Helena Echlin’s article which I posted in the last email, has drawn criticism from a friend of mine about how unfair it is for her to pull one sentence out of context in order to build an argument around it. His full reply and my own to it I’ll post on my site later, but for now, I need to send out the link to this article, which involves the charge of “the out of context sentence”. It is based on Denis Dutton’s Bad Writing contest, which awards based obfuscated sentences. The 1999 winner was Judith Butler, for this sentence:

The move from a structuralist account in which capital is understood to structure social relations in relatively homologous ways to a view of hegemony in which power relations are subject to repetition, convergence, and rearticulation brought the question of temporality into the thinking of structure, and marked a shift from a form of Althusserian theory that takes structural totalities as theoretical objects to one in which the insights into the contingent possibility of structure inaugurate a renewed conception of hegemony as bound up with the contingent sites and strategies of the rearticulation of power.
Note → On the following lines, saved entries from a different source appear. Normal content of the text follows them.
//! Chat message types for routing conversations
//!
//! A conversation is an ordered list of [`ChatMessage`]s. Resolvers always send
//! a system prompt first, then the caller's [`Context`] history, then the new
//! [`UserMessage`].
//!
//! # Examples
//! ```
//! use agent_router::protocol::{ChatMessage, Context, UserMessage};
//!
//! let context = Context::new(vec![
//!     ChatMessage::user("Hi"),
//!     ChatMessage::assistant("Hello! How can I help?"),
//! ]);
//! let input = UserMessage::new("I want to buy a new phone");
//!
//! assert_eq!(context.previous_messages.len(), 2);
//! assert_eq!(ChatMessage::from(input).role(), "user");
//! ```

use serde::{Deserialize, Serialize};
use thiserror::Error;

/// A single message in a conversation, tagged by role
#[derive(Debug, Clone, PartialEq, Eq, Serialize, Deserialize)]
#[serde(tag = "role", content = "content", rename_all = "lowercase")]
pub enum ChatMessage {
    User(String),
    System(String),
    Assistant(String),
}

/// Raised when a role string is not one of user/system/assistant
#[derive(Debug, Clone, PartialEq, Eq, Error)]
#[error("Unknown message role: {0}")]
pub struct UnknownRoleError(pub String);

impl ChatMessage {
    pub fn user<S: Into<String>>(content: S) -> Self {
        Self::User(content.into())
    }

    pub fn system<S: Into<String>>(content: S) -> Self {
        Self::System(content.into())
    }

    pub fn assistant<S: Into<String>>(content: S) -> Self {
        Self::Assistant(content.into())
    }

    /// Build a message from a wire role name
    pub fn from_role<S: Into<String>>(role: &str, content: S) -> Result<Self, UnknownRoleError> {
        match role {
            "user" => Ok(Self::User(content.into())),
            "system" => Ok(Self::System(content.into())),
            "assistant" => Ok(Self::Assistant(content.into())),
            other => Err(UnknownRoleError(other.to_string())),
        }
    }

    /// Wire role name
    pub fn role(&self) -> &'static str {
        match self {
            Self::User(_) => "user",
            Self::System(_) => "system",
            Self::Assistant(_) => "assistant",
        }
    }

    pub fn content(&self) -> &str {
        match self {
            Self::User(content) | Self::System(content) | Self::Assistant(content) => content,
        }
    }

    pub fn into_content(self) -> String {
        match self {
            Self::User(content) | Self::System(content) | Self::Assistant(content) => content,
        }
    }
}

/// The new user utterance to route
#[derive(Debug, Clone, PartialEq, Eq, Serialize, Deserialize)]
pub struct UserMessage {
    pub content: String,
}

impl UserMessage {
    pub fn new<S: Into<String>>(content: S) -> Self {
        Self {
            content: content.into(),
        }
    }
}

impl From<UserMessage> for ChatMessage {
    fn from(message: UserMessage) -> Self {
        ChatMessage::User(message.content)
    }
}

/// Read-only conversation history supplied per call
#[derive(Debug, Clone, Default, PartialEq, Eq, Serialize, Deserialize)]
pub struct Context {
    /// Time-ordered prior messages
    #[serde(default)]
    pub previous_messages: Vec<ChatMessage>,
}

impl Context {
    pub fn new(previous_messages: Vec<ChatMessage>) -> Self {
        Self { previous_messages }
    }

    /// Context with no history
    pub fn empty() -> Self {
        Self::default()
    }
}

/// Assemble the outbound conversation: system prompt, history, then the input
pub fn build_conversation(
    system_prompt: String,
    context: &Context,
    input: &UserMessage,
) -> Vec<ChatMessage> {
    let mut messages = Vec::with_capacity(context.previous_messages.len() + 2);
    messages.push(ChatMessage::System(system_prompt));
    messages.extend(context.previous_messages.iter().cloned());
    messages.push(ChatMessage::from(input.clone()));
    messages
}

#[cfg(test)]
mod tests {
    use super::*;

    #[test]
    fn test_from_role() {
        assert_eq!(
            ChatMessage::from_role("user", "hi").unwrap(),
            ChatMessage::user("hi")
        );
        assert_eq!(
            ChatMessage::from_role("system", "rules").unwrap(),
            ChatMessage::system("rules")
        );
        assert_eq!(
            ChatMessage::from_role("assistant", "ok").unwrap(),
            ChatMessage::assistant("ok")
        );

        let error = ChatMessage::from_role("tool", "x").unwrap_err();
        assert_eq!(error, UnknownRoleError("tool".to_string()));
    }

    #[test]
    fn test_role_and_content_accessors() {
        let message = ChatMessage::assistant("answer");
        assert_eq!(message.role(), "assistant");
        assert_eq!(message.content(), "answer");
        assert_eq!(message.into_content(), "answer");
    }

    #[test]
    fn test_message_serialization() {
        let json = serde_json::to_string(&ChatMessage::system("You route agents")).unwrap();
        assert_eq!(json, r#"{"role":"system","content":"You route agents"}"#);

        let parsed: ChatMessage =
            serde_json::from_str(r#"{"role":"user","content":"Hello"}"#).unwrap();
        assert_eq!(parsed, ChatMessage::user("Hello"));
    }

    #[test]
    fn test_context_deserializes_without_history() {
        let context: Context = serde_json::from_str("{}").unwrap();
        assert!(context.previous_messages.is_empty());
    }

    #[test]
    fn test_build_conversation_orders_messages() {
        let context = Context::new(vec![
            ChatMessage::user("earlier question"),
            ChatMessage::assistant("earlier answer"),
        ]);
        let input = UserMessage::new("new question");

        let messages = build_conversation("prompt".to_string(), &context, &input);

        assert_eq!(
            messages,
            vec![
                ChatMessage::system("prompt"),
                ChatMessage::user("earlier question"),
                ChatMessage::assistant("earlier answer"),
                ChatMessage::user("new question"),
            ]
        );
    }
}
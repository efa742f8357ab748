//! The resolution contract shared by every strategy

use crate::error::ResolverResult;
use crate::llm::{ModelClient, ModelPromptProvider};
use crate::protocol::{build_conversation, Context, UserMessage};
use crate::registry::{AgentRoutingSpec, AgentRoutingSpecsProvider, AgentSpecSet, SpecFilter};
use async_trait::async_trait;
use tracing::trace;

/// Maps a conversation to the agent that should handle it
///
/// `Ok(None)` means no candidate matched; `Err` means the decision could not be
/// made at all. Callers must keep the two apart.
#[async_trait]
pub trait AgentRoutingSpecsResolver: Send + Sync {
    /// Resolve against the candidate set narrowed by `filters`, applied in order
    async fn resolve_with_filters(
        &self,
        filters: &[Box<dyn SpecFilter>],
        context: &Context,
        input: &UserMessage,
    ) -> ResolverResult<Option<AgentRoutingSpec>>;

    /// Resolve against every registered agent
    async fn resolve(
        &self,
        context: &Context,
        input: &UserMessage,
    ) -> ResolverResult<Option<AgentRoutingSpec>> {
        self.resolve_with_filters(&[], context, input).await
    }
}

/// Exact-name lookup in the candidate set
pub(crate) fn find_spec(specs: &AgentSpecSet, name: &str) -> Option<AgentRoutingSpec> {
    specs.iter().find(|spec| spec.name == name).cloned()
}

/// Fetch candidates, build the routing conversation and call the model
///
/// Returns the candidate set together with the raw reply text.
pub(crate) async fn ask_model(
    provider: &dyn AgentRoutingSpecsProvider,
    prompt_provider: &dyn ModelPromptProvider,
    model_client: &dyn ModelClient,
    filters: &[Box<dyn SpecFilter>],
    context: &Context,
    input: &UserMessage,
) -> ResolverResult<(AgentSpecSet, String)> {
    let specs = provider.provide(filters)?;
    trace!(candidates = specs.len(), "Fetched agent specs");

    let prompt = prompt_provider.provide_prompt(context, &specs, input)?;
    let messages = build_conversation(prompt, context, input);

    trace!(messages = messages.len(), "Calling model");
    let reply = model_client.call(&messages).await?;
    Ok((specs, reply.into_content()))
}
Clearly Helena’s example doesn’t measure up, but as Mark Bauderlein argues in this goodread,

Culler calls it irresponsible to pull sentences out of context … even if we do take Culler’s point at face value, it is a challenge to imagine any context in which Butler’s winning sentence would not be an example of bad writing. Culler’s explanation may give it some sense, but it still sounds windy, pretentious, and clogged.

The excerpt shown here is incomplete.